Your instructions:
Gather, from the data below, each line in which the word "width" occurs.

*** Opening Supplied data ***

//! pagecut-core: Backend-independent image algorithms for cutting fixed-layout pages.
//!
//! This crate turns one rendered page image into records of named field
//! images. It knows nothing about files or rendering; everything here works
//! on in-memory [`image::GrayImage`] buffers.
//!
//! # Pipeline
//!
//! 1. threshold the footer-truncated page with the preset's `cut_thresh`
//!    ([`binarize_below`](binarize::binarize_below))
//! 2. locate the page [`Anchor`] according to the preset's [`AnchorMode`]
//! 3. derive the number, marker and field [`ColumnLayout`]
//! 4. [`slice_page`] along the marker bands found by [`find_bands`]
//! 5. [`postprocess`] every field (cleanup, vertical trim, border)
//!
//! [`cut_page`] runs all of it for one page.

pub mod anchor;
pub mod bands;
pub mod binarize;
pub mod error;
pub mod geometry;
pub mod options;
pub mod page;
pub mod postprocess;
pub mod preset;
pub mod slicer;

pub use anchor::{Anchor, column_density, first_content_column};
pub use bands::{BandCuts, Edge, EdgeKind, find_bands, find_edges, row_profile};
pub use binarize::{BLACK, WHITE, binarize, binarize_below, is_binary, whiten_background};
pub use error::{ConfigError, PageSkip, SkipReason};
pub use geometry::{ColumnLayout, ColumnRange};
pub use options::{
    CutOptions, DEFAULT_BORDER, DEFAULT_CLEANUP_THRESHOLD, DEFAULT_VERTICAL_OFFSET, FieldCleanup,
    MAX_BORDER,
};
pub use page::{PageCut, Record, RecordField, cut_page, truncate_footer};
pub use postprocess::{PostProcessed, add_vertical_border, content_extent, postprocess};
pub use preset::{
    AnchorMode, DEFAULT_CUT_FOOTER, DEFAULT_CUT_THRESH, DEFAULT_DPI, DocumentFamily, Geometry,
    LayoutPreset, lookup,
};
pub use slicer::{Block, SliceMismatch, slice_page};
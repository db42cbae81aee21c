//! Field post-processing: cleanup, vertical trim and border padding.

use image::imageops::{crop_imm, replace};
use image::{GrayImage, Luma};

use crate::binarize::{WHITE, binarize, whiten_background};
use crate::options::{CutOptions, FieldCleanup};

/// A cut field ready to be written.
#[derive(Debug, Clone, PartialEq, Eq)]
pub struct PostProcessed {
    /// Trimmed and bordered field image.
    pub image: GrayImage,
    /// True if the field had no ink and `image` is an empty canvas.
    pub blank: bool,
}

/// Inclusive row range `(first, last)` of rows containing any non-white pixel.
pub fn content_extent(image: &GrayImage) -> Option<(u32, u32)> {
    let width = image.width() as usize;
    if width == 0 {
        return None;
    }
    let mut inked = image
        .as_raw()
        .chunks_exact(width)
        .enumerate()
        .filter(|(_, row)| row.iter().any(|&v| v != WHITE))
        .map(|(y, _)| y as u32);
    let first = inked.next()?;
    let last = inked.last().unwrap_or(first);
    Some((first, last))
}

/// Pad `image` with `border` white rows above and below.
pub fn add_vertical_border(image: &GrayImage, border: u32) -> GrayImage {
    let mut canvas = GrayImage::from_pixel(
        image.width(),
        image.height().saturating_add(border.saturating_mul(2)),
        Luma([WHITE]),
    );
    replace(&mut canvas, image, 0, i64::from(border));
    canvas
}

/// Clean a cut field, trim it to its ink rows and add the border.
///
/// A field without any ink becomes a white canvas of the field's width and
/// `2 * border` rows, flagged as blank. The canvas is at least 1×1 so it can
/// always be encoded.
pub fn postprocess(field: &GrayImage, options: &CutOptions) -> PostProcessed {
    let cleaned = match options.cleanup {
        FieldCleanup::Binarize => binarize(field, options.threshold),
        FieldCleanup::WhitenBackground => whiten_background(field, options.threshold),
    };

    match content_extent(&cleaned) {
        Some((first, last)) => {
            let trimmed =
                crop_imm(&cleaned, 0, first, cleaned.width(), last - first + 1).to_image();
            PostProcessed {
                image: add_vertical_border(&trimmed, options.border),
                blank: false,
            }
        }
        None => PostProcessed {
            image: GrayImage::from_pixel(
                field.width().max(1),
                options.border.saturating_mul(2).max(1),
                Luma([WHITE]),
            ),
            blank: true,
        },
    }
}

*** Closing Supplied data ***

Response area:
    let width = image.width() as usize;
    if width == 0 {
        .chunks_exact(width)
        image.width(),
/// A field without any ink becomes a white canvas of the field's width and
                crop_imm(&cleaned, 0, first, cleaned.width(), last - first + 1).to_image();
                field.width().max(1),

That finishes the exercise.